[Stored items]
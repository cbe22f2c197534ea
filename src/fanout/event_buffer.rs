//! Hand-off between the driver callback thread and the delivery thread

use crate::core::driver::EventListener;
use crate::core::event::SensorEvent;
use parking_lot::{Condvar, Mutex};
use std::collections::VecDeque;
use std::sync::atomic::{AtomicU64, Ordering};

/// Work item for the delivery thread
#[derive(Debug, Clone, PartialEq)]
pub enum DeliveryItem {
    Event(SensorEvent),
    /// Driver connection was re-established; per-channel counters are stale
    ResetCaches,
}

struct BufferState {
    items: VecDeque<DeliveryItem>,
    closed: bool,
}

/// Bounded circular buffer; when full the oldest item is overwritten
pub struct EventBuffer {
    state: Mutex<BufferState>,
    ready: Condvar,
    capacity: usize,
    overwritten: AtomicU64,
}

impl EventBuffer {
    pub fn new(capacity: usize) -> Self {
        let capacity = capacity.max(1);
        Self {
            state: Mutex::new(BufferState {
                items: VecDeque::with_capacity(capacity),
                closed: false,
            }),
            ready: Condvar::new(),
            capacity,
            overwritten: AtomicU64::new(0),
        }
    }

    /// Deposit one item and wake the delivery thread
    pub fn push(&self, item: DeliveryItem) {
        let mut state = self.state.lock();
        if state.closed {
            return;
        }
        if state.items.len() >= self.capacity {
            state.items.pop_front();
            self.overwritten.fetch_add(1, Ordering::Relaxed);
        }
        state.items.push_back(item);
        drop(state);
        self.ready.notify_one();
    }

    /// Block until items are pending, then take all of them
    ///
    /// Returns `None` once the buffer is closed and fully drained.
    pub fn wait_drain(&self) -> Option<Vec<DeliveryItem>> {
        let mut state = self.state.lock();
        while state.items.is_empty() && !state.closed {
            self.ready.wait(&mut state);
        }
        if state.items.is_empty() {
            return None;
        }
        Some(state.items.drain(..).collect())
    }

    /// Stop accepting items; pending items are still handed out
    pub fn close(&self) {
        self.state.lock().closed = true;
        self.ready.notify_all();
    }

    pub fn is_closed(&self) -> bool {
        self.state.lock().closed
    }

    pub fn len(&self) -> usize {
        self.state.lock().items.len()
    }

    pub fn is_empty(&self) -> bool {
        self.len() == 0
    }

    /// Items lost to overflow since start
    pub fn overwritten(&self) -> u64 {
        self.overwritten.load(Ordering::Relaxed)
    }
}

impl EventListener for EventBuffer {
    fn on_sample(&self, event: SensorEvent) {
        self.push(DeliveryItem::Event(event));
    }

    fn on_connection_reset(&self) {
        self.push(DeliveryItem::ResetCaches);
    }
}
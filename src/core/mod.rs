//! Core abstractions shared by every hub component.
//!
//! - [`driver::SensorDriver`]: Trait to implement for new sensor hardware
//! - [`event`]: Raw samples and their channel record
//! - [`types`]: Descriptors, rates, metadata and notifications

pub mod driver;
pub mod event;
pub mod types;

pub use event::SensorEvent;
pub use types::{SensorDescriptor, SensorInfo, SensorMode, SensorRate};
//! In-memory staging buffer for one framed packet

use super::{MAX_PACKET_BUF_SIZE, MessageId, PACK_HEAD_SIZE, PackHead, StreamBuffer};
use crate::error::{Error, Result};
use std::ops::{Deref, DerefMut};

/// One packet: a message id plus a bounded payload stream
#[derive(Debug, Clone)]
pub struct NetPacket {
    msg_id: i32,
    stream: StreamBuffer,
}

impl NetPacket {
    pub fn new(msg_id: MessageId) -> Self {
        Self::with_raw_id(msg_id as i32)
    }

    pub(crate) fn with_raw_id(msg_id: i32) -> Self {
        Self {
            msg_id,
            stream: StreamBuffer::with_capacity(MAX_PACKET_BUF_SIZE),
        }
    }

    /// Packet whose payload is `payload`
    pub fn from_payload(msg_id: MessageId, payload: &[u8]) -> Result<Self> {
        let mut pkt = Self::new(msg_id);
        if !payload.is_empty() {
            pkt.write(payload)?;
        }
        Ok(pkt)
    }

    pub fn msg_id(&self) -> MessageId {
        MessageId::from_i32(self.msg_id)
    }

    pub fn raw_msg_id(&self) -> i32 {
        self.msg_id
    }

    pub fn payload(&self) -> &[u8] {
        self.stream.data()
    }

    /// Header plus payload
    pub fn packet_len(&self) -> usize {
        PACK_HEAD_SIZE + self.stream.size()
    }

    /// Serialize header and payload for the wire
    pub fn make_data(&self) -> Result<Vec<u8>> {
        let size = self.stream.size();
        if size > MAX_PACKET_BUF_SIZE {
            return Err(Error::InvalidParameter(format!("packet payload {} too large", size)));
        }
        let head = PackHead {
            msg_id: self.msg_id,
            size: size as u32,
        };
        let mut out = Vec::with_capacity(self.packet_len());
        out.extend_from_slice(&head.encode());
        out.extend_from_slice(self.stream.data());
        Ok(out)
    }
}

impl Deref for NetPacket {
    type Target = StreamBuffer;

    fn deref(&self) -> &StreamBuffer {
        &self.stream
    }
}

impl DerefMut for NetPacket {
    fn deref_mut(&mut self) -> &mut StreamBuffer {
        &mut self.stream
    }
}

#[cfg(test)]
mod tests {
    use super::*;

    #[test]
    fn test_make_data() {
        let mut pkt = NetPacket::new(MessageId::ClientInfo);
        pkt.write_i32(42).unwrap();
        let data = pkt.make_data().unwrap();
        assert_eq!(data.len(), PACK_HEAD_SIZE + 4);
        assert_eq!(&data[..8], &[1, 0, 0, 0, 4, 0, 0, 0]);
        assert_eq!(&data[8..], &42i32.to_le_bytes());
        assert_eq!(pkt.packet_len(), data.len());
    }

    #[test]
    fn test_payload_capped() {
        let mut pkt = NetPacket::new(MessageId::ActiveInfo);
        assert!(pkt.write(&[0u8; MAX_PACKET_BUF_SIZE]).is_ok());
        assert!(pkt.write(&[0u8]).is_err());
    }

    #[test]
    fn test_reading_through_deref() {
        let mut pkt = NetPacket::from_payload(MessageId::ActiveInfo, &7i64.to_le_bytes()).unwrap();
        assert_eq!(pkt.read_i64().unwrap(), 7);
        assert!(pkt.is_empty());
    }
}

Aim of the exercise ->
Word for word, repeat every record.

Response ->
repository cbe22f2c197534ea
filename src/fanout/event_buffer.rs
//! Hand-off between the driver callback thread and the delivery thread

use crate::core::driver::EventListener;
use crate::core::event::SensorEvent;
use parking_lot::{Condvar, Mutex};
use std::collections::VecDeque;
use std::sync::atomic::{AtomicU64, Ordering};

/// Work item for the delivery thread
#[derive(Debug, Clone, PartialEq)]
pub enum DeliveryItem {
    Event(SensorEvent),
    /// Driver connection was re-established; per-channel counters are stale
    ResetCaches,
}

struct BufferState {
    items: VecDeque<DeliveryItem>,
    closed: bool,
}

/// Bounded circular buffer; when full the oldest item is overwritten
pub struct EventBuffer {
    state: Mutex<BufferState>,
    ready: Condvar,
    capacity: usize,
    overwritten: AtomicU64,
}

impl EventBuffer {
    pub fn new(capacity: usize) -> Self {
        let capacity = capacity.max(1);
        Self {
            state: Mutex::new(BufferState {
                items: VecDeque::with_capacity(capacity),
                closed: false,
            }),
            ready: Condvar::new(),
            capacity,
            overwritten: AtomicU64::new(0),
        }
    }

    /// Deposit one item and wake the delivery thread
    pub fn push(&self, item: DeliveryItem) {
        let mut state = self.state.lock();
        if state.closed {
            return;
        }
        if state.items.len() >= self.capacity {
            state.items.pop_front();
            self.overwritten.fetch_add(1, Ordering::Relaxed);
        }
        state.items.push_back(item);
        drop(state);
        self.ready.notify_one();
    }

    /// Block until items are pending, then take all of them
    ///
    /// Returns `None` once the buffer is closed and fully drained.
    pub fn wait_drain(&self) -> Option<Vec<DeliveryItem>> {
        let mut state = self.state.lock();
        while state.items.is_empty() && !state.closed {
            self.ready.wait(&mut state);
        }
        if state.items.is_empty() {
            return None;
        }
        Some(state.items.drain(..).collect())
    }

    /// Stop accepting items; pending items are still handed out
    pub fn close(&self) {
        self.state.lock().closed = true;
        self.ready.notify_all();
    }

    pub fn is_closed(&self) -> bool {
        self.state.lock().closed
    }

    pub fn len(&self) -> usize {
        self.state.lock().items.len()
    }

    pub fn is_empty(&self) -> bool {
        self.len() == 0
    }

    /// Items lost to overflow since start
    pub fn overwritten(&self) -> u64 {
        self.overwritten.load(Ordering::Relaxed)
    }
}

impl EventListener for EventBuffer {
    fn on_sample(&self, event: SensorEvent) {
        self.push(DeliveryItem::Event(event));
    }

    fn on_connection_reset(&self) {
        self.push(DeliveryItem::ResetCaches);
    }
}
filename src/core/mod.rs
//! Core abstractions shared by every hub component.
//!
//! - [`driver::SensorDriver`]: Trait to implement for new sensor hardware
//! - [`event`]: Raw samples and their channel record
//! - [`types`]: Descriptors, rates, metadata and notifications

pub mod driver;
pub mod event;
pub mod types;

pub use event::SensorEvent;
pub use types::{SensorDescriptor, SensorInfo, SensorMode, SensorRate};
//! In-memory staging buffer for one framed packet

use super::{MAX_PACKET_BUF_SIZE, MessageId, PACK_HEAD_SIZE, PackHead, StreamBuffer};
use crate::error::{Error, Result};
use std::ops::{Deref, DerefMut};

/// One packet: a message id plus a bounded payload stream
#[derive(Debug, Clone)]
pub struct NetPacket {
    msg_id: i32,
    stream: StreamBuffer,
}

impl NetPacket {
    pub fn new(msg_id: MessageId) -> Self {
        Self::with_raw_id(msg_id as i32)
    }

    pub(crate) fn with_raw_id(msg_id: i32) -> Self {
        Self {
            msg_id,
            stream: StreamBuffer::with_capacity(MAX_PACKET_BUF_SIZE),
        }
    }

    /// Packet whose payload is `payload`
    pub fn from_payload(msg_id: MessageId, payload: &[u8]) -> Result<Self> {
        let mut pkt = Self::new(msg_id);
        if !payload.is_empty() {
            pkt.write(payload)?;
        }
        Ok(pkt)
    }

    pub fn msg_id(&self) -> MessageId {
        MessageId::from_i32(self.msg_id)
    }

    pub fn raw_msg_id(&self) -> i32 {
        self.msg_id
    }

    pub fn payload(&self) -> &[u8] {
        self.stream.data()
    }

    /// Header plus payload
    pub fn packet_len(&self) -> usize {
        PACK_HEAD_SIZE + self.stream.size()
    }

    /// Serialize header and payload for the wire
    pub fn make_data(&self) -> Result<Vec<u8>> {
        let size = self.stream.size();
        if size > MAX_PACKET_BUF_SIZE {
            return Err(Error::InvalidParameter(format!("packet payload {} too large", size)));
        }
        let head = PackHead {
            msg_id: self.msg_id,
            size: size as u32,
        };
        let mut out = Vec::with_capacity(self.packet_len());
        out.extend_from_slice(&head.encode());
        out.extend_from_slice(self.stream.data());
        Ok(out)
    }
}

impl Deref for NetPacket {
    type Target = StreamBuffer;

    fn deref(&self) -> &StreamBuffer {
        &self.stream
    }
}

impl DerefMut for NetPacket {
    fn deref_mut(&mut self) -> &mut StreamBuffer {
        &mut self.stream
    }
}

#[cfg(test)]
mod tests {
    use super::*;

    #[test]
    fn test_make_data() {
        let mut pkt = NetPacket::new(MessageId::ClientInfo);
        pkt.write_i32(42).unwrap();
        let data = pkt.make_data().unwrap();
        assert_eq!(data.len(), PACK_HEAD_SIZE + 4);
        assert_eq!(&data[..8], &[1, 0, 0, 0, 4, 0, 0, 0]);
        assert_eq!(&data[8..], &42i32.to_le_bytes());
        assert_eq!(pkt.packet_len(), data.len());
    }

    #[test]
    fn test_payload_capped() {
        let mut pkt = NetPacket::new(MessageId::ActiveInfo);
        assert!(pkt.write(&[0u8; MAX_PACKET_BUF_SIZE]).is_ok());
        assert!(pkt.write(&[0u8]).is_err());
    }

    #[test]
    fn test_reading_through_deref() {
        let mut pkt = NetPacket::from_payload(MessageId::ActiveInfo, &7i64.to_le_bytes()).unwrap();
        assert_eq!(pkt.read_i64().unwrap(), 7);
        assert!(pkt.is_empty());
    }
}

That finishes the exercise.